Photo of Satellite Applications Catapult chief executive Stuart Martin by Christoffer Rudquist
The Ocean Awards' Technology award celebrates the new technology or application thereof that has made the biggest contribution to ocean conservation in the past year. Satellite Applications Catapult won the award for its technology system Project Eyes on the Sea.
“We were looking for areas where space technology could really provide some advantage and it quickly became apparent that the maritime sector was one area where it would have a huge advantage and could be doing much more than it currently is.” So says Stuart Martin, a former vice-chair of UK Space and a council member of Eurospace and now CEO of Satellite Applications Catapult, the UK innovation and technology company created in 2013 to foster growth across the economy through the exploitation of space.
Research into which areas might benefit led to a workshop with Pew Charitable Trusts, a Philadelphia-based NGO that has campaigned to end illegal fishing. “So we started thinking how satellites could shine a light on that activity,” says Martin. The result is, in the words of one of the Ocean Awards judges, Professor Callum Roberts, “a game-changer in ocean conservation”: a pioneering technology named Eyes on the Seas that can detect illegal fishing via satellites.
As Professor Roberts explains: “One of the arguments continually laid at the foot of those campaigning for greater ocean protection is: how can you stop people from fishing in huge and remote areas? And the truth is that until now it was difficult. But with satellite surveillance and monitoring, there is no place for these boats to hide. We can watch them. We can see what they’re doing. We can identify potentially illegal behaviour patterns. We can see when they go into supposedly protected waters; when they move around in a way that suggests they are fishing. And when something signals suspicious behaviour, you can focus in on that vessel, follow it around, and when it next comes into port, you can nail it.” It is also, he points out, a much less expensive and more efficient way of patrolling the ocean than using boats.
As Martin adds: “It supports nation states, it supports enforcement agencies, fishing vessels that are trying to behave legally and the supermarkets and supply-chain companies so that they can have better assurance on where the produce they are buying comes from. We’re at the stage where we are doing live trials and will be moving to operation next year.” Industrial-scale pirate fishers won’t know they are under surveillance, but they will be.
Highly commended — Schmidt Ocean Institute
For – its project in the remote Timor Sea, where some of the healthiest coral reefs in the world continue to thrive.
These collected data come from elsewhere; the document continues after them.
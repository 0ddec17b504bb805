// src/gfx/resources/mod.rs
//! GPU resource management: materials, global bindings, and textures.

pub mod global_bindings;
pub mod material;
pub mod texture_resource;

pub use material::{Material, MaterialManager};
pub use texture_resource::TextureResource;
// src/wgpu_utils/uniform_buffer.rs
use std::marker::PhantomData;

/// Generic wrapper around a GPU uniform buffer holding one `Content` value.
pub struct UniformBuffer<Content> {
    buffer: wgpu::Buffer,
    content_type: PhantomData<Content>,
    previous_content: Vec<u8>,
}

impl<Content: bytemuck::Pod> UniformBuffer<Content> {
    fn name() -> &'static str {
        let type_name = std::any::type_name::<Content>();
        let pos = type_name.rfind(':').unwrap_or(0);
        if pos > 0 {
            &type_name[(pos + 1)..]
        } else {
            type_name
        }
    }

    /// Create a new uniform buffer
    pub fn new(device: &wgpu::Device) -> Self {
        let buffer = device.create_buffer(&wgpu::BufferDescriptor {
            label: Some(&format!("UniformBuffer: {}", Self::name())),
            size: std::mem::size_of::<Content>() as u64,
            usage: wgpu::BufferUsages::UNIFORM | wgpu::BufferUsages::COPY_DST,
            mapped_at_creation: false,
        });

        UniformBuffer {
            buffer,
            content_type: PhantomData,
            previous_content: Vec::new(),
        }
    }

    /// Create buffer with initial data
    pub fn new_with_data(device: &wgpu::Device, initial_content: &Content) -> Self {
        let buffer = device.create_buffer(&wgpu::BufferDescriptor {
            label: Some(&format!("UniformBuffer: {}", Self::name())),
            size: std::mem::size_of::<Content>() as u64,
            usage: wgpu::BufferUsages::UNIFORM | wgpu::BufferUsages::COPY_DST,
            mapped_at_creation: true,
        });

        let mapped_memory = buffer.slice(..);
        mapped_memory
            .get_mapped_range_mut()
            .clone_from_slice(bytemuck::bytes_of(initial_content));
        buffer.unmap();

        UniformBuffer {
            buffer,
            content_type: PhantomData,
            previous_content: bytemuck::bytes_of(initial_content).to_vec(),
        }
    }

    /// Update buffer content (skips the write when nothing changed)
    pub fn update_content(&mut self, queue: &wgpu::Queue, content: Content) {
        let new_content = bytemuck::bytes_of(&content);
        if self.previous_content == new_content {
            return;
        }
        queue.write_buffer(&self.buffer, 0, new_content);
        self.previous_content = new_content.to_vec();
    }

    /// Get binding resource
    pub fn binding_resource(&self) -> wgpu::BindingResource {
        self.buffer.as_entire_binding()
    }

    /// Get buffer size
    pub fn size(&self) -> u64 {
        self.buffer.size()
    }
}
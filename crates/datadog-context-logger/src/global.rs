// Copyright 2025-Present Datadog, Inc. https://www.datadoghq.com/
// SPDX-License-Identifier: Apache-2.0

//! Process-wide default logger.
//!
//! The default logger is built on first use from [`LoggerConfig::from_env`]
//! and gated by [`global_level`]. If the environment holds an invalid
//! configuration the default degrades to a no-op logger instead of
//! aborting the process.
//!
//! Reads go through an [`ArcSwap`], so swapping the default while other
//! threads log never blocks them. Concurrent reconfiguration is last writer
//! wins.

use std::sync::{Arc, OnceLock};

use arc_swap::ArcSwap;

use crate::backend::NoopBackend;
use crate::config::LoggerConfig;
use crate::level::global_level;
use crate::logger::ContextLogger;
use crate::service::ServiceInfo;

static DEFAULT_LOGGER: OnceLock<ArcSwap<ContextLogger>> = OnceLock::new();

fn slot() -> &'static ArcSwap<ContextLogger> {
    DEFAULT_LOGGER.get_or_init(|| ArcSwap::from_pointee(build_default()))
}

fn build_default() -> ContextLogger {
    let logger = LoggerConfig::from_env().and_then(|config| {
        ContextLogger::from_config_with_level(&config, global_level().clone())
    });

    match logger {
        Ok(logger) => logger,
        Err(e) => {
            // No logger exists yet to report through.
            eprintln!("{e}");
            ContextLogger::with_backend(Arc::new(NoopBackend::new()), None)
        }
    }
}

/// Returns the current default logger.
pub fn default_logger() -> Arc<ContextLogger> {
    slot().load_full()
}

/// Replaces the default logger.
pub fn set_default_logger(logger: ContextLogger) {
    slot().store(Arc::new(logger));
}

/// Binds `service` identity fields onto the default logger.
pub fn set_default_fields(service: &ServiceInfo) {
    slot().rcu(|current| current.with_service(service));
}
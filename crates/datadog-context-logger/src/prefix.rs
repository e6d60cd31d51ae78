// Copyright 2025-Present Datadog, Inc. https://www.datadoghq.com/
// SPDX-License-Identifier: Apache-2.0

//! Message prefixes carried in a [`Context`].
//!
//! Prefixes nest outer-to-inner: `set_prefix("db")` inside `set_prefix("api")`
//! decorates messages as `api: db: message`.

use std::sync::Arc;

use crate::context::{Context, ContextKey, Lookup};

const PREFIX_KEY: ContextKey = ContextKey::new("log.prefix");
const SEPARATOR: &str = ": ";

/// Derives a context whose prefix is the current one followed by `prefix`.
///
/// Returns `ctx` itself when `prefix` is empty.
#[must_use]
pub fn set_prefix(ctx: &Context, prefix: &str) -> Context {
    if prefix.is_empty() {
        return ctx.clone();
    }

    let chained: Arc<str> = format!("{}{prefix}{SEPARATOR}", get_prefix(ctx)).into();
    ctx.with_value(PREFIX_KEY, chained)
}

/// Returns the accumulated prefix of `ctx`, or `""` when none was set.
///
/// # Panics
///
/// Panics if the prefix slot holds a value of another type.
#[must_use]
#[allow(clippy::panic)]
pub fn get_prefix(ctx: &Context) -> &str {
    match ctx.get::<Arc<str>>(PREFIX_KEY) {
        Lookup::Absent => "",
        Lookup::Found(prefix) => prefix.as_ref(),
        Lookup::Mismatch => panic!("unexpected context log prefix value type"),
    }
}

/// Prepends the prefix of `ctx` to `msg`.
pub(crate) fn decorate(ctx: &Context, msg: &str) -> String {
    let prefix = get_prefix(ctx);
    let mut out = String::with_capacity(prefix.len() + msg.len());
    out.push_str(prefix);
    out.push_str(msg);
    out
}

#[cfg(test)]
mod tests {
    use super::*;

    #[test]
    fn test_absent_prefix() {
        assert_eq!(get_prefix(&Context::background()), "");
    }

    #[test]
    fn test_empty_prefix_is_noop() {
        let ctx = set_prefix(&Context::background(), "api");
        let same = set_prefix(&ctx, "");
        assert!(Context::ptr_eq(&ctx, &same));
    }

    #[test]
    fn test_nested_prefixes() {
        let outer = set_prefix(&Context::background(), "api");
        let inner = set_prefix(&outer, "db");

        assert_eq!(get_prefix(&outer), "api: ");
        assert_eq!(get_prefix(&inner), "api: db: ");
        assert_eq!(decorate(&inner, "query failed"), "api: db: query failed");
    }

    #[test]
    fn test_decorate_without_prefix() {
        assert_eq!(decorate(&Context::background(), "hello"), "hello");
    }

    #[test]
    #[should_panic(expected = "unexpected context log prefix value type")]
    fn test_foreign_value_panics() {
        let ctx = Context::background().with_value(PREFIX_KEY, 12_i32);
        let _ = get_prefix(&ctx);
    }
}
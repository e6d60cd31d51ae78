// Copyright 2025-Present Datadog, Inc. https://www.datadoghq.com/
// SPDX-License-Identifier: Apache-2.0

//! # Datadog Context Logger
//!
//! Structured logging that carries request-scoped metadata in an immutable
//! [`Context`] and attaches it to every record at emission time.
//!
//! ## Overview
//!
//! - [`context`]: persistent key-indexed carrier threaded through calls
//! - [`fields`], [`prefix`], [`metadata`]: what a scope can attach
//! - [`trace`]: trace/span correlation ids from the active tracer
//! - [`args`]: normalization of positional logging arguments
//! - [`logger`]: the [`Logger`] facade and its [`ContextLogger`] adapter
//! - [`backend`]: the engine boundary ([`TracingBackend`] for production)
//! - [`global`]: the process-wide default logger
//!
//! ## Example
//!
//! ```rust
//! use datadog_context_logger::{
//!     set_fields, set_prefix, set_sender, Context, ContextLogger, Fields, Logger, ServiceInfo,
//! };
//! use serde_json::json;
//!
//! # fn main() -> Result<(), datadog_context_logger::Error> {
//! let service = ServiceInfo {
//!     name: "checkout".to_string(),
//!     environment: "prod".to_string(),
//!     ..ServiceInfo::default()
//! };
//! let logger = ContextLogger::new("info", Some(&service))?;
//!
//! let ctx = set_sender(&Context::background(), "gateway");
//! let ctx = set_fields(&ctx, Fields::from([("request.id".to_string(), json!("r-42"))]));
//! let ctx = set_prefix(&ctx, "payment");
//!
//! // "payment: charge declined" with request.id, sender, amount and service.* fields
//! logger.warn(&ctx, &[&"charge declined", &"amount", &1299]);
//! # Ok(())
//! # }
//! ```

#![deny(clippy::all)]
#![cfg_attr(not(test), deny(clippy::unwrap_used))]
#![deny(unused_extern_crates)]
#![warn(unreachable_pub)]
#![allow(clippy::module_name_repetitions)]

pub mod args;
pub mod backend;
pub mod config;
pub mod context;
pub mod error;
pub mod fields;
pub mod global;
pub mod level;
pub mod logger;
pub mod metadata;
pub mod prefix;
pub mod service;
pub mod subscriber;
pub mod trace;

pub use backend::{Backend, NoopBackend, Record, RecordingBackend, TracingBackend};
pub use config::{LogFormat, LoggerConfig};
pub use context::{Context, ContextKey, Lookup};
pub use error::{Error, Result};
pub use fields::{get_fields, set_fields, with_fields, Fields};
pub use global::{default_logger, set_default_fields, set_default_logger};
pub use level::{global_level, level, set_level, AtomicLevel, Level};
pub use logger::{ContextLogger, Logger};
pub use metadata::{entrypoint, sender, set_entrypoint, set_sender};
pub use prefix::{get_prefix, set_prefix};
pub use service::ServiceInfo;
pub use trace::{extract_span_context, set_span_context, span_id, trace_id, SpanContext};
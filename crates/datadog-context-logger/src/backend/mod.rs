// Copyright 2025-Present Datadog, Inc. https://www.datadoghq.com/
// SPDX-License-Identifier: Apache-2.0

//! Backend boundary: the engine that filters, serializes and writes records.
//!
//! The logger never formats output itself. It only needs a backend to
//! - report whether a level passes its atomic threshold,
//! - emit one record with an arbitrary field set,
//! - derive a handle with fields permanently attached,
//! - terminate the process after a fatal record.

mod noop;
mod recording;
mod tracing_backend;

use std::fmt;
use std::sync::Arc;

use crate::fields::Fields;
use crate::level::{AtomicLevel, Level};

pub use noop::NoopBackend;
pub use recording::{Record, RecordingBackend};
pub use tracing_backend::TracingBackend;

pub const FATAL_EXIT_CODE: i32 = 1;

pub trait Backend: Send + Sync + fmt::Debug {
    /// Threshold consulted before every emission.
    fn level(&self) -> &AtomicLevel;

    fn enabled(&self, level: Level) -> bool {
        self.level().enabled(level)
    }

    /// Emits one record. Fields bound through [`Backend::with`] are added
    /// underneath `fields`; on a key collision the per-call value wins.
    fn emit(&self, level: Level, message: &str, fields: Fields);

    /// Derives a handle that attaches `fields` to every record it emits.
    fn with(&self, fields: Fields) -> Arc<dyn Backend>;

    /// Called after every fatal call, whether or not the record passed the
    /// threshold. Exits the process with status 1 unless overridden.
    fn fatal_exit(&self) {
        std::process::exit(FATAL_EXIT_CODE);
    }
}

/// Layers per-call `fields` over the handle's bound fields.
pub(crate) fn merge_bound(bound: &Fields, fields: Fields) -> Fields {
    if bound.is_empty() {
        return fields;
    }
    let mut merged = bound.clone();
    merged.extend(fields);
    merged
}

/// Extends a bound field set for a derived handle.
pub(crate) fn extend_bound(bound: &Arc<Fields>, fields: Fields) -> Arc<Fields> {
    if fields.is_empty() {
        return Arc::clone(bound);
    }
    Arc::new(merge_bound(bound, fields))
}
By combining the use of a high-performance supercomputer, the first of its kind on a research vessel, with remote-sensing technologies, it was able to examine how fine-scale oceanographic processes drive the connectivity and productivity of these reefs, so enabling a greater understanding of the ecological processes that shape coral reef communities and identifying the habitats most likely to be sensitive to disturbances such as bleaching.
Highly commended — Smartfin
For – enabling surfers to collect data to understand better the effects of climate change on coastal systems. Founded by Dr Andrew Stern, a retired neurologist, Smartfin is a surfboard fin with sensors that measures multiple ocean parameters including salinity, pH, temperature, location and wave characteristics.